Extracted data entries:
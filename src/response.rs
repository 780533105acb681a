//! The outcome types the client reports per submission, and the rejection
//! taxonomy that mirrors the wire contract (§4.6, §6).

use std::time::SystemTime;
use uuid::Uuid;

/// The outcome of a single submission.
#[derive(Debug, Clone, PartialEq, Eq)]
pub enum Response {
    /// The server accepted the notification. `apns_id` is the value the
    /// server returned in the `apns-id` header — not the caller's optional
    /// input (invariant I4).
    Accepted {
        /// The canonical notification id.
        apns_id: Uuid,
    },
    /// The server rejected the notification.
    Rejected {
        /// The id the server associated with the rejection, when present.
        apns_id: Option<Uuid>,
        /// Why the notification was rejected.
        reason: RejectionReason,
        /// Present only when `reason == Unregistered`: the instant the token
        /// was recorded as invalid. Callers should stop sending to this
        /// token unless it was re-registered after this instant.
        token_invalidation_timestamp: Option<SystemTime>,
    },
}

/// The closed set of rejection reasons APNs returns, each carrying its HTTP
/// status code and canonical wire text.
#[derive(Debug, Clone, PartialEq, Eq)]
pub enum RejectionReason {
    BadCollapseId,
    BadDeviceToken,
    BadExpirationDate,
    BadMessageId,
    BadPriority,
    BadTopic,
    DeviceTokenNotForTopic,
    DuplicateHeaders,
    IdleTimeout,
    MissingDeviceToken,
    MissingTopic,
    PayloadEmpty,
    TopicDisallowed,
    BadCertificate,
    BadCertificateEnvironment,
    ExpiredProviderToken,
    Forbidden,
    InvalidProviderToken,
    MissingProviderToken,
    BadPath,
    MethodNotAllowed,
    Unregistered,
    PayloadTooLarge,
    TooManyProviderTokenUpdates,
    TooManyRequests,
    InternalServerError,
    ServiceUnavailable,
    Shutdown,
    /// A reason text the server sent that isn't in the known set. The
    /// original string is preserved; the status code is used only to decide
    /// which bucket (`4xx` vs `5xx`) it behaves like.
    Unknown { text: String, status: u16 },
}

impl RejectionReason {
    /// The HTTP status code this reason is sent with.
    pub fn status_code(&self) -> u16 {
        match self {
            Self::BadCollapseId
            | Self::BadDeviceToken
            | Self::BadExpirationDate
            | Self::BadMessageId
            | Self::BadPriority
            | Self::BadTopic
            | Self::DeviceTokenNotForTopic
            | Self::DuplicateHeaders
            | Self::IdleTimeout
            | Self::MissingDeviceToken
            | Self::MissingTopic
            | Self::PayloadEmpty
            | Self::TopicDisallowed => 400,
            Self::BadCertificate
            | Self::BadCertificateEnvironment
            | Self::ExpiredProviderToken
            | Self::Forbidden
            | Self::InvalidProviderToken
            | Self::MissingProviderToken => 403,
            Self::BadPath => 404,
            Self::MethodNotAllowed => 405,
            Self::Unregistered => 410,
            Self::PayloadTooLarge => 413,
            Self::TooManyProviderTokenUpdates | Self::TooManyRequests => 429,
            Self::InternalServerError => 500,
            Self::ServiceUnavailable | Self::Shutdown => 503,
            Self::Unknown { status, .. } => *status,
        }
    }

    /// The canonical wire text, e.g. `"BadCollapseId"`.
    pub fn canonical_text(&self) -> &str {
        match self {
            Self::BadCollapseId => "BadCollapseId",
            Self::BadDeviceToken => "BadDeviceToken",
            Self::BadExpirationDate => "BadExpirationDate",
            Self::BadMessageId => "BadMessageId",
            Self::BadPriority => "BadPriority",
            Self::BadTopic => "BadTopic",
            Self::DeviceTokenNotForTopic => "DeviceTokenNotForTopic",
            Self::DuplicateHeaders => "DuplicateHeaders",
            Self::IdleTimeout => "IdleTimeout",
            Self::MissingDeviceToken => "MissingDeviceToken",
            Self::MissingTopic => "MissingTopic",
            Self::PayloadEmpty => "PayloadEmpty",
            Self::TopicDisallowed => "TopicDisallowed",
            Self::BadCertificate => "BadCertificate",
            Self::BadCertificateEnvironment => "BadCertificateEnvironment",
            Self::ExpiredProviderToken => "ExpiredProviderToken",
            Self::Forbidden => "Forbidden",
            Self::InvalidProviderToken => "InvalidProviderToken",
            Self::MissingProviderToken => "MissingProviderToken",
            Self::BadPath => "BadPath",
            Self::MethodNotAllowed => "MethodNotAllowed",
            Self::Unregistered => "Unregistered",
            Self::PayloadTooLarge => "PayloadTooLarge",
            Self::TooManyProviderTokenUpdates => "TooManyProviderTokenUpdates",
            Self::TooManyRequests => "TooManyRequests",
            Self::InternalServerError => "InternalServerError",
            Self::ServiceUnavailable => "ServiceUnavailable",
            Self::Shutdown => "Shutdown",
            Self::Unknown { text, .. } => text,
        }
    }

    /// Parse the canonical text back into a reason. Unknown text is kept
    /// verbatim and classified by `status` into the closest known family, per
    /// the open question in §9: 4xx behaves like a validation rejection,
    /// anything else like a server failure.
    pub fn from_canonical_text(text: &str, status: u16) -> Self {
        match text {
            "BadCollapseId" => Self::BadCollapseId,
            "BadDeviceToken" => Self::BadDeviceToken,
            "BadExpirationDate" => Self::BadExpirationDate,
            "BadMessageId" => Self::BadMessageId,
            "BadPriority" => Self::BadPriority,
            "BadTopic" => Self::BadTopic,
            "DeviceTokenNotForTopic" => Self::DeviceTokenNotForTopic,
            "DuplicateHeaders" => Self::DuplicateHeaders,
            "IdleTimeout" => Self::IdleTimeout,
            "MissingDeviceToken" => Self::MissingDeviceToken,
            "MissingTopic" => Self::MissingTopic,
            "PayloadEmpty" => Self::PayloadEmpty,
            "TopicDisallowed" => Self::TopicDisallowed,
            "BadCertificate" => Self::BadCertificate,
            "BadCertificateEnvironment" => Self::BadCertificateEnvironment,
            "ExpiredProviderToken" => Self::ExpiredProviderToken,
            "Forbidden" => Self::Forbidden,
            "InvalidProviderToken" => Self::InvalidProviderToken,
            "MissingProviderToken" => Self::MissingProviderToken,
            "BadPath" => Self::BadPath,
            "MethodNotAllowed" => Self::MethodNotAllowed,
            "Unregistered" => Self::Unregistered,
            "PayloadTooLarge" => Self::PayloadTooLarge,
            "TooManyProviderTokenUpdates" => Self::TooManyProviderTokenUpdates,
            "TooManyRequests" => Self::TooManyRequests,
            "InternalServerError" => Self::InternalServerError,
            "ServiceUnavailable" => Self::ServiceUnavailable,
            "Shutdown" => Self::Shutdown,
            other => Self::Unknown {
                text: other.to_string(),
                status,
            },
        }
    }

    /// Whether this reason indicates the device token is permanently dead
    /// and should be removed from the caller's store.
    pub fn should_remove_device(&self) -> bool {
        matches!(self, Self::Unregistered | Self::BadDeviceToken)
    }

    /// Whether this reason is one of the auth-rejection family that
    /// invalidates the cached bearer token (§7 kind 5).
    pub fn is_auth_rejection(&self) -> bool {
        matches!(
            self,
            Self::ExpiredProviderToken | Self::InvalidProviderToken | Self::MissingProviderToken
        )
    }
}

impl Response {
    /// Classify a rejection outcome per §7's taxonomy, mirroring
    /// [`crate::error::PushyError::classification`] for the half of the
    /// outcome space that arrives as `Ok(Response::Rejected{..})` rather than
    /// an `Err`. Returns `None` for `Accepted`, which isn't a failure.
    pub fn classification(&self) -> Option<crate::error::Classification> {
        use crate::error::Classification;
        match self {
            Self::Accepted { .. } => None,
            Self::Rejected { reason, .. } => Some(if reason.is_auth_rejection() {
                Classification::AuthRejection
            } else if reason.should_remove_device() {
                Classification::TokenInvalidated
            } else {
                Classification::ServerRejection
            }),
        }
    }
}

#[cfg(test)]
mod tests {
    use super::*;

    #[test]
    fn canonical_text_round_trips() {
        let reasons = [
            RejectionReason::BadCollapseId,
            RejectionReason::Unregistered,
            RejectionReason::PayloadTooLarge,
            RejectionReason::InternalServerError,
        ];
        for reason in reasons {
            let status = reason.status_code();
            let text = reason.canonical_text().to_string();
            assert_eq!(RejectionReason::from_canonical_text(&text, status), reason);
        }
    }

    #[test]
    fn unknown_reason_preserves_raw_text() {
        let reason = RejectionReason::from_canonical_text("SomeNewThing", 400);
        assert_eq!(reason.canonical_text(), "SomeNewThing");
        assert_eq!(reason.status_code(), 400);
    }

    #[test]
    fn classification_buckets_rejections_by_family() {
        use crate::error::Classification;

        let accepted = Response::Accepted { apns_id: Uuid::nil() };
        assert_eq!(accepted.classification(), None);

        let rejected = |reason| Response::Rejected {
            apns_id: None,
            reason,
            token_invalidation_timestamp: None,
        };
        assert_eq!(
            rejected(RejectionReason::ExpiredProviderToken).classification(),
            Some(Classification::AuthRejection)
        );
        assert_eq!(
            rejected(RejectionReason::Unregistered).classification(),
            Some(Classification::TokenInvalidated)
        );
        assert_eq!(
            rejected(RejectionReason::BadTopic).classification(),
            Some(Classification::ServerRejection)
        );
    }

    #[test]
    fn status_codes_match_the_wire_contract() {
        assert_eq!(RejectionReason::Unregistered.status_code(), 410);
        assert_eq!(RejectionReason::PayloadTooLarge.status_code(), 413);
        assert_eq!(RejectionReason::TooManyRequests.status_code(), 429);
        assert_eq!(RejectionReason::ServiceUnavailable.status_code(), 503);
    }
}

Required action:
Scan the records for the string "TooManyRequests" and show every line that contains it.

Expected answer:
    TooManyRequests,
            Self::TooManyProviderTokenUpdates | Self::TooManyRequests => 429,
            Self::TooManyRequests => "TooManyRequests",
            "TooManyRequests" => Self::TooManyRequests,
        assert_eq!(RejectionReason::TooManyRequests.status_code(), 429);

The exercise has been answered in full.